Learn idioms with comprehensive meaning, examples and origin details.

Idioms

Idioms related to Betrayal

sell someone out

sell someone out

Meaning:

  • to betray someone
  • to let someone’s secret out
  • to reveal damaging information about someone

Example:

  1. The company had put a lot of trust on him, but he sold them out by leaking confidential information to the competitors.
  2. Celebrities have a hard time keeping secrets. Most of the time its their close friends who sell them out to the media.
  3. I had trusted you to keep my secret.
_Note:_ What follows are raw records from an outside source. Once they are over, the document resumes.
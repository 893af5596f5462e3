//! Shared Node Configuration
//!
//! Every node in a connected subgraph is built from the same configuration:
//! entity capacity, block size, fill value, and allocation mode. Derived
//! nodes verify at construction that their configuration matches every
//! upstream layout; mixing block geometries across a dependency edge is a
//! configuration error, caught before any storage is touched.

use crate::error::GraphError;
use crate::store::{Allocation, BlockLayout, Lane, SparseBlockStore, DEFAULT_BLOCK_SIZE};

/// Construction parameters shared across a subgraph.
///
/// # Example
///
/// ```rust,ignore
/// let config = GraphConfig::new(10_000, 0.0_f32).dense();
/// let positions = BlockLeaf::new(config);
/// ```
#[derive(Debug, Clone, Copy)]
pub struct GraphConfig<T: Lane> {
    capacity: usize,
    block_size: usize,
    fill: T,
    allocation: Allocation,
}

impl<T: Lane> GraphConfig<T> {
    /// Configuration for `capacity` entities with the given fill value,
    /// defaulting to [`DEFAULT_BLOCK_SIZE`] lanes per block and sparse
    /// allocation.
    #[must_use]
    pub fn new(capacity: usize, fill: T) -> Self {
        Self {
            capacity,
            block_size: DEFAULT_BLOCK_SIZE,
            fill,
            allocation: Allocation::Sparse,
        }
    }

    /// Override the block size.
    ///
    /// # Panics
    ///
    /// Panics if `block_size` is zero.
    #[must_use]
    pub fn with_block_size(mut self, block_size: usize) -> Self {
        assert!(block_size > 0, "block size must be non-zero");
        self.block_size = block_size;
        self
    }

    /// Pre-allocate every block at construction.
    #[must_use]
    pub fn dense(mut self) -> Self {
        self.allocation = Allocation::Dense;
        self
    }

    /// Allocate blocks lazily on first write or recompute (the default).
    #[must_use]
    pub fn sparse(mut self) -> Self {
        self.allocation = Allocation::Sparse;
        self
    }

    /// The block geometry this configuration describes.
    #[must_use]
    pub fn layout(&self) -> BlockLayout {
        BlockLayout::new(self.capacity, self.block_size)
    }

    /// The value unwritten lanes of a present block hold.
    #[inline]
    pub fn fill(&self) -> T {
        self.fill
    }

    /// The allocation mode.
    #[inline]
    pub fn allocation(&self) -> Allocation {
        self.allocation
    }

    /// Build this node's backing store.
    pub(crate) fn build_store(&self) -> SparseBlockStore<T> {
        SparseBlockStore::new(self.layout(), self.fill, self.allocation)
    }

    /// Reject an upstream whose geometry differs from this configuration.
    pub(crate) fn check_upstream(&self, upstream: BlockLayout) -> Result<(), GraphError> {
        let own = self.layout();
        if own.block_size() != upstream.block_size() {
            return Err(GraphError::BlockSizeMismatch {
                expected: own.block_size(),
                found: upstream.block_size(),
            });
        }
        if own.capacity() != upstream.capacity() {
            return Err(GraphError::CapacityMismatch {
                expected: own.capacity(),
                found: upstream.capacity(),
            });
        }
        Ok(())
    }
}

#[cfg(test)]
mod tests {
    use super::*;

    #[test]
    fn defaults_to_simd_width_and_sparse() {
        let config = GraphConfig::new(100, 0.0_f32);
        assert_eq!(config.layout().block_size(), DEFAULT_BLOCK_SIZE);
        assert_eq!(config.allocation(), Allocation::Sparse);
    }

    #[test]
    fn check_upstream_rejects_mismatched_geometry() {
        let config = GraphConfig::new(64, 0.0_f32).with_block_size(16);
        let narrow = BlockLayout::new(64, 8);
        let short = BlockLayout::new(32, 16);

        assert_eq!(
            config.check_upstream(narrow),
            Err(GraphError::BlockSizeMismatch {
                expected: 16,
                found: 8
            })
        );
        assert_eq!(
            config.check_upstream(short),
            Err(GraphError::CapacityMismatch {
                expected: 64,
                found: 32
            })
        );
        assert!(config.check_upstream(config.layout()).is_ok());
    }
}
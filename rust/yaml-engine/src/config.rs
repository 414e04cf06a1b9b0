// Copyright (c) 2026 Arista Networks, Inc.
// Use of this source code is governed by the Apache License 2.0
// that can be found in the LICENSE file.

use serde::{Deserialize, Serialize};

/// Options for deserialization and serialization.
///
/// Passed as `Option<&Configuration>`; `None` means the defaults.
#[derive(Debug, Clone, Default, PartialEq, Eq, Serialize, Deserialize)]
#[serde(default)]
pub struct Configuration {
    /// Replace the value of a repeated mapping key instead of failing.
    pub allow_duplicate_keys: bool,
    /// Write `---` before every document, even without directives.
    pub explicit_document_start: bool,
}

#[cfg(test)]
mod tests {
    use super::*;

    #[test]
    fn test_configuration_from_json() {
        let config: Configuration =
            serde_json::from_str(r#"{"allow_duplicate_keys": true}"#).unwrap();
        assert!(config.allow_duplicate_keys);
        assert!(!config.explicit_document_start);

        let config: Configuration = serde_json::from_str("{}").unwrap();
        assert_eq!(config, Configuration::default());
    }
}
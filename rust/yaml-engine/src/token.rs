// Copyright (c) 2026 Arista Networks, Inc.
// Use of this source code is governed by the Apache License 2.0
// that can be found in the LICENSE file.

//! Token types for the YAML lexer.
//!
//! Every token borrows from the input. Scalars carry their raw text; the
//! scalar parser turns it into a value once the node's tag is known.

use crate::directive::Directive;
use crate::scalar::{BlockHeader, ScalarStyle};

/// A YAML token.
///
/// The lifetime `'input` refers to the input string being tokenized.
#[derive(Debug, Clone, Copy, PartialEq, Eq)]
pub enum Token<'input> {
    /// A `%YAML`, `%TAG` or reserved directive line
    Directive(Directive<'input>),
    /// `---` document start
    DocumentStart,
    /// `...` document end
    DocumentEnd,

    // Indicators
    /// `-` block sequence entry indicator (when followed by whitespace or newline)
    SequenceEntry,
    /// `?` mapping key indicator (when followed by whitespace or newline)
    ExplicitKey,
    /// `:` mapping value indicator
    KeySeparator,
    /// `[` flow sequence start
    FlowSequenceStart,
    /// `]` flow sequence end
    FlowSequenceEnd,
    /// `{` flow mapping start
    FlowMappingStart,
    /// `}` flow mapping end
    FlowMappingEnd,
    /// `,` flow entry separator
    FlowEntry,

    // Node properties
    /// Anchor definition (`&name`), without the `&`
    Anchor(&'input str),
    /// Alias reference (`*name`), without the `*`
    Alias(&'input str),
    /// Tag as written (`!tag`, `!!type` or `!<uri>`)
    Tag(&'input str),

    /// A plain or quoted scalar.
    ///
    /// For quoted styles `text` is the raw content between the quotes.
    Scalar {
        style: ScalarStyle,
        text: &'input str,
    },
    /// A literal or folded block scalar with its raw content lines.
    BlockScalar {
        style: ScalarStyle,
        header: BlockHeader,
        text: &'input str,
    },

    /// End of the input
    StreamEnd,
}

impl Token<'_> {
    /// Returns `true` for tokens that close the current document.
    #[must_use]
    pub const fn ends_document(&self) -> bool {
        matches!(
            self,
            Self::Directive(_) | Self::DocumentStart | Self::DocumentEnd | Self::StreamEnd
        )
    }

    /// Returns `true` if this is a flow indicator.
    #[must_use]
    pub const fn is_flow_indicator(&self) -> bool {
        matches!(
            self,
            Self::FlowMappingStart
                | Self::FlowMappingEnd
                | Self::FlowSequenceStart
                | Self::FlowSequenceEnd
                | Self::FlowEntry
        )
    }
}

impl std::fmt::Display for Token<'_> {
    fn fmt(&self, f: &mut std::fmt::Formatter<'_>) -> std::fmt::Result {
        match self {
            Self::Directive(directive) => write!(f, "directive '{directive}'"),
            Self::DocumentStart => write!(f, "'---'"),
            Self::DocumentEnd => write!(f, "'...'"),
            Self::SequenceEntry => write!(f, "'-'"),
            Self::ExplicitKey => write!(f, "'?'"),
            Self::KeySeparator => write!(f, "':'"),
            Self::FlowSequenceStart => write!(f, "'['"),
            Self::FlowSequenceEnd => write!(f, "']'"),
            Self::FlowMappingStart => write!(f, "'{{'"),
            Self::FlowMappingEnd => write!(f, "'}}'"),
            Self::FlowEntry => write!(f, "','"),
            Self::Anchor(name) => write!(f, "anchor '&{name}'"),
            Self::Alias(name) => write!(f, "alias '*{name}'"),
            Self::Tag(tag) => write!(f, "tag '{tag}'"),
            Self::Scalar { style, text } => write!(f, "{style} scalar '{text}'"),
            Self::BlockScalar { style, .. } => write!(f, "{style} block scalar"),
            Self::StreamEnd => write!(f, "end of input"),
        }
    }
}
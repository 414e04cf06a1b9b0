// Copyright (c) 2026 Arista Networks, Inc.
// Use of this source code is governed by the Apache License 2.0
// that can be found in the LICENSE file.

//! Span and position types for tracking source locations.

use chumsky::span::SimpleSpan;

/// A span representing a range in the source text.
///
/// This is an alias for chumsky's `SimpleSpan`, which tracks byte offsets.
/// The span is a half-open range `[start, end)`.
pub type Span = SimpleSpan<usize>;

/// A value with an associated source span.
pub type Spanned<T> = (T, Span);

/// A line/column location in the source text.
///
/// Both fields are zero-based; [`Display`](std::fmt::Display) renders them one-based.
/// The column counts characters, not bytes.
#[derive(Debug, Clone, Copy, PartialEq, Eq, PartialOrd, Ord, Default, Hash)]
pub struct Position {
    pub line: usize,
    pub column: usize,
}

impl Position {
    #[must_use]
    pub const fn new(line: usize, column: usize) -> Self {
        Self { line, column }
    }
}

impl std::fmt::Display for Position {
    fn fmt(&self, f: &mut std::fmt::Formatter<'_>) -> std::fmt::Result {
        write!(f, "line {}, column {}", self.line + 1, self.column + 1)
    }
}

/// Maps byte offsets of an input to line/column positions.
#[derive(Debug, Clone)]
pub struct SourceMap<'input> {
    input: &'input str,
    /// Byte offset at which each line starts.
    line_starts: Vec<usize>,
}

impl<'input> SourceMap<'input> {
    #[must_use]
    pub fn new(input: &'input str) -> Self {
        let mut line_starts = vec![0];
        line_starts.extend(
            input
                .bytes()
                .enumerate()
                .filter(|&(_, byte)| byte == b'\n')
                .map(|(idx, _)| idx + 1),
        );
        Self { input, line_starts }
    }

    /// Returns the position of the given byte offset.
    ///
    /// Offsets past the end of the input are clamped to the end.
    #[must_use]
    pub fn position(&self, offset: usize) -> Position {
        let offset = offset.min(self.input.len());
        let line = self
            .line_starts
            .partition_point(|&start| start <= offset)
            .saturating_sub(1);
        let line_start = self.line_starts.get(line).copied().unwrap_or_default();
        let column = self
            .input
            .get(line_start..offset)
            .map_or(offset - line_start, |prefix| prefix.chars().count());
        Position { line, column }
    }

    /// Number of lines in the input.
    #[must_use]
    pub fn line_count(&self) -> usize {
        self.line_starts.len()
    }
}
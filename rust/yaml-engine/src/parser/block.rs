// Copyright (c) 2026 Arista Networks, Inc.
// Use of this source code is governed by the Apache License 2.0
// that can be found in the LICENSE file.

//! Block collections and block nodes.
//!
//! Indentation is tracked as the column of the collection's first entry.
//! A node belongs to its parent when it is indented deeper than the parent;
//! the one exception is a block sequence used as a mapping value, which may
//! sit at the same column as the key.

use crate::error::{ErrorKind, Result};
use crate::rich_token::RichToken;
use crate::token::Token;
use crate::value::{Node, Value};

use super::{NodeContext, NodeProperties, Parser};

const fn is_deeper(column: usize, parent: Option<usize>) -> bool {
    match parent {
        Some(parent) => column > parent,
        None => true,
    }
}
I can’t believe that you sold me out!
  4. They wanted to keep the news under wraps to avoid a scandal, but someone on the inside sold them out.
  5. Can I trust you with this piece of information or will you sell me out?
  6. Hardened criminals are tough to crack. They don’t easily sell their accomplices out, even if it means torture for them.
  7. There has been a misunderstanding! Why would I sell you out? It must have been someone else.
  8. He can be trusted with that information. He will not sell us out under any circumstances.

Origin:
The origin of this phrase is not clear.

viper in bosom

viper in bosom

Meaning:

  • a person who deceives you after receiving help from you
  • an unappreciative friend

Example:

  1. I got my friend a good position in my company and all he did is convinced my manger to get him the designation I had in the project. He was no more than a viper in my bosom.
  2. He provided Anaya shelter in his house when she was rendered homeless & she kept stealing money from his cupboard until he knew that she was a viper in his bosom.
  3. She was confident of their relation being truthful and transparent to only know that she has nursed a viper in her bosom all these years: Her husband eloped with a younger woman of the age of his daughter.
  4. Only after the police arrested him for sheltering a friend involved in terrorist activities did he know that all these years he had been nursing a viper in his bosom.

Origin:
The phrase has originated from one of the tales of Aesop, in which a farmer who gives shelter to a viper dying from cold is eventually bitten by the viper after its recovery. The similar thought is also found in Latin ( insinu viperam habere) & the expression is found in various forms in English from late 16th century after it was referred by Shakespeare and Chaucher.

show true colors

show true colors
Meaning: betray, reveal oneself as one is really.
Example: I trusted her blindly but when I was in need too much and called her for help, she showed her true colors and even she don’t pick my phone now.